Why You Crave Sweets After A Meal + How To Stop It




I often hear from new clients that they feel stuck craving something sweet after a meal. As someone who grew up always having dessert, it was quite a learning process for me to shift that habit. Many beat themselves up for falling into the sweet craving trap after meals and feel that's the hardest time to master cravings.
My book Eat to Feel Full and Nourish Yourself for Good focuses on learning how to master our appetite and our cravings. We tend to get stuck thinking we have to diet and strengthen our willpower to eat better, but if we understand more about how food affects us, we can navigate our choices differently and naturally master our cravings.
Sugar cravings can come from a physical imbalance.
There are basic physical reasons why we crave something sweet after a meal:
1. The meal was too salty.
Something sweet afterwards is the body’s way of trying to create balance. Eating salty food makes us feel like we “have to have” something sweet or we won’t feel at peace.
2. You ate too many simple carbs.
Simple carbs trigger the desire to keep going because the fast rise in blood-sugar causes the insulin to rise too, and now you want more.

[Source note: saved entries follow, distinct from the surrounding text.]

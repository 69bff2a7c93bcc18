//! Host system identification and definition system constraints.

use crate::specifier::SpecifierSet;
use crate::version::Version;
use serde::{Deserialize, Serialize};
use std::fs;
use thiserror::Error;

#[derive(Debug, Error)]
pub enum CurrentSystemError {
    #[error("unable to identify the current platform {0:?}")]
    UnknownPlatform(String),
    #[error("invalid os constraint {literal:?}: {reason}")]
    InvalidOsConstraint { literal: String, reason: String },
}

pub type Result<T> = std::result::Result<T, CurrentSystemError>;

/// The `system` block of a definition: each field optionally restricts the
/// hosts the definition is valid on. `os` pairs an OS name with a PEP 440
/// specifier set, e.g. `"el >= 7, < 8"`.
#[derive(Debug, Clone, Default, PartialEq, Eq, Serialize, Deserialize)]
#[serde(deny_unknown_fields)]
pub struct SystemConstraint {
    pub platform: Option<String>,
    pub arch: Option<String>,
    pub os: Option<String>,
}

/// Identity of the host a resolution runs on.
#[derive(Debug, Clone, PartialEq, Eq)]
pub struct SystemDescriptor {
    pub platform: String,
    pub arch: String,
    pub os_name: String,
    pub os_version: Version,
}

impl SystemDescriptor {
    pub fn new(
        platform: impl Into<String>,
        arch: impl Into<String>,
        os_name: impl Into<String>,
        os_version: Version,
    ) -> Self {
        Self {
            platform: platform.into(),
            arch: arch.into(),
            os_name: os_name.into(),
            os_version,
        }
    }

    /// Identify the host from the compiled target and, on Linux, the
    /// `/etc/os-release` distribution record.
    pub fn current() -> Result<Self> {
        let platform = match std::env::consts::OS {
            "linux" => "linux",
            "macos" => "mac",
            "windows" => "windows",
            other => return Err(CurrentSystemError::UnknownPlatform(other.to_string())),
        };
        let (os_name, os_version) = detect_os(platform);
        Ok(Self {
            platform: platform.to_string(),
            arch: std::env::consts::ARCH.to_string(),
            os_name,
            os_version,
        })
    }

    /// Whether a definition restricted by `constraint` is usable here.
    pub fn matches(&self, constraint: &SystemConstraint) -> Result<bool> {
        if let Some(platform) = &constraint.platform {
            if platform != &self.platform {
                return Ok(false);
            }
        }
        if let Some(arch) = &constraint.arch {
            if arch != &self.arch {
                return Ok(false);
            }
        }
        if let Some(os) = &constraint.os {
            let (name, specifiers) = parse_os_constraint(os)?;
            if name != self.os_name {
                return Ok(false);
            }
            if !specifiers.matches(&self.os_version) {
                return Ok(false);
            }
        }
        Ok(true)
    }
}

/// Split an os constraint into its leading name and the trailing PEP 440
/// specifier set (`"el >= 7.3"` -> `("el", ">=7.3")`). A bare name means
/// any version.
fn parse_os_constraint(literal: &str) -> Result<(String, SpecifierSet)> {
    let trimmed = literal.trim();
    let split = trimmed
        .find(|c: char| c.is_whitespace() || matches!(c, '<' | '>' | '=' | '!' | '~'))
        .unwrap_or(trimmed.len());
    let name = trimmed[..split].to_string();
    if name.is_empty() {
        return Err(CurrentSystemError::InvalidOsConstraint {
            literal: literal.to_string(),
            reason: "missing os name".to_string(),
        });
    }
    let specifiers = trimmed[split..].trim().parse().map_err(|err| {
        CurrentSystemError::InvalidOsConstraint {
            literal: literal.to_string(),
            reason: format!("{err}"),
        }
    })?;
    Ok((name, specifiers))
}

fn detect_os(platform: &str) -> (String, Version) {
    if platform == "linux" {
        if let Some(parsed) = read_os_release() {
            return parsed;
        }
    }
    (platform.to_string(), Version::new([0]))
}

/// Best-effort `ID` + `VERSION_ID` from /etc/os-release.
fn read_os_release() -> Option<(String, Version)> {
    let content = fs::read_to_string("/etc/os-release").ok()?;
    let mut id = None;
    let mut version_id = None;
    for line in content.lines() {
        if let Some(value) = line.strip_prefix("ID=") {
            id = Some(value.trim().trim_matches('"').to_string());
        } else if let Some(value) = line.strip_prefix("VERSION_ID=") {
            version_id = Some(value.trim().trim_matches('"').to_string());
        }
    }
    let id = id?;
    let version = version_id
        .and_then(|raw| raw.parse().ok())
        .unwrap_or_else(|| Version::new([0]));
    Some((id, version))
}

#[cfg(test)]
mod tests {
    use super::*;

    fn host() -> SystemDescriptor {
        SystemDescriptor::new("linux", "x86_64", "el", "7.3".parse().unwrap())
    }

    #[test]
    fn unconstrained_matches_everything() {
        assert!(host().matches(&SystemConstraint::default()).unwrap());
    }

    #[test]
    fn platform_and_arch_compare_exactly() {
        let constraint = SystemConstraint {
            platform: Some("linux".into()),
            arch: Some("x86_64".into()),
            os: None,
        };
        assert!(host().matches(&constraint).unwrap());

        let other = SystemConstraint {
            platform: Some("mac".into()),
            ..Default::default()
        };
        assert!(!host().matches(&other).unwrap());
    }

    #[test]
    fn os_constraint_uses_specifiers() {
        let constraint = SystemConstraint {
            os: Some("el >= 7, < 8".into()),
            ..Default::default()
        };
        assert!(host().matches(&constraint).unwrap());

        let too_new = SystemConstraint {
            os: Some("el >= 8".into()),
            ..Default::default()
        };
        assert!(!host().matches(&too_new).unwrap());

        let wrong_name = SystemConstraint {
            os: Some("centos".into()),
            ..Default::default()
        };
        assert!(!host().matches(&wrong_name).unwrap());
    }

    #[test]
    fn malformed_os_constraint_is_an_error() {
        let constraint = SystemConstraint {
            os: Some(">= 7".into()),
            ..Default::default()
        };
        assert!(host().matches(&constraint).is_err());
    }

    #[test]
    fn current_host_is_identifiable() {
        let system = SystemDescriptor::current().unwrap();
        assert!(!system.platform.is_empty());
        assert!(!system.arch.is_empty());
    }
}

If you aren't feeling full and nourished after the meal, you might be missing the “magic” ingredients of fat and fiber necessary to reach the point of satiation. Something sweet feels like the missing element.
3. Being unmindful, eating too fast or not chewing.
The digestive system needs us to chew well, because the enzymes in the saliva start the digestive process, and chewing is how we mix the food with the saliva.
4. You’re dehydrated.
You may need water after the meal. Avoid drinking water with the meal since that can cause you to not digest the meal as well. When you don’t digest well, you end up wanting something sweet.
The first step is mindfulness
Once we rule out physical imbalances, we should check on our automatic habits. Is finishing a meal an automatic trigger for wanting something sweet?
We set up habits based on triggers, and it doesn't take much for a habit to become a mindless, automatic behavior. To choose another action is a practice of not only mindfulness, but also patience and commitment.
Many think of habits as something to get rid of and rely on willpower, but we actually have to retrain ourselves and choose a new one.
What happens before the cravings hit is the clue to what turns on your unconscious reactionary behavior. Unconscious reactionary behavior causes us to feel stuck in patterns where we realize afterwards that we “did it again."
Becoming mindful of our triggers is a fantastic opportunity to get to know ourselves better, so it's important to be curious rather than critical.
The first step in becoming familiar with our triggers is to simply notice them by asking (with curiosity, not judgment):
  • What did I do right before?
  • How did I feel right before?
  • What happened in my environment that affected me right before?
Triggers come in many shapes and forms. It can be anything from a smell, sound, or just a daily routine that causes you to act in a certain way.
Example: You walk by the coffee shop and smell the coffee. You normally get something sweet with your coffee, so even if you don’t want coffee right then and there, the smell of the coffee might trigger the sugar craving.
Using mindfulness to make a healthy change for good.
We tend to think of habits as good and bad, and we judge ourselves for them. What makes a lasting difference for my clients is becoming familiar with their habit by “logging them”, or taking note, in a cause-and-effect kind of way.
The goal is to learn how you feel before, during, and after eating something sweet.
It's not easy to disconnect from the chatter of the mind (the judgment) but start by putting your “mind in your belly.” Focus your attention to a point in your belly and just notice how it feels there. There's no right or wrong, it's just about getting to know how you feel. This is a great practice when sugar cravings kick in, because it'll help you get closer to knowing the craving.
It's important to look at this process as a positive and motivating one. To make lasting healthy changes, we need to train our mind.
When we shift these habits, we can live nourished and look forward to the person we are becoming as we make new choices along the way.

Have patience — it's not about a quick fix, it's a process of training your mind and learning to navigate the challenges with new choices.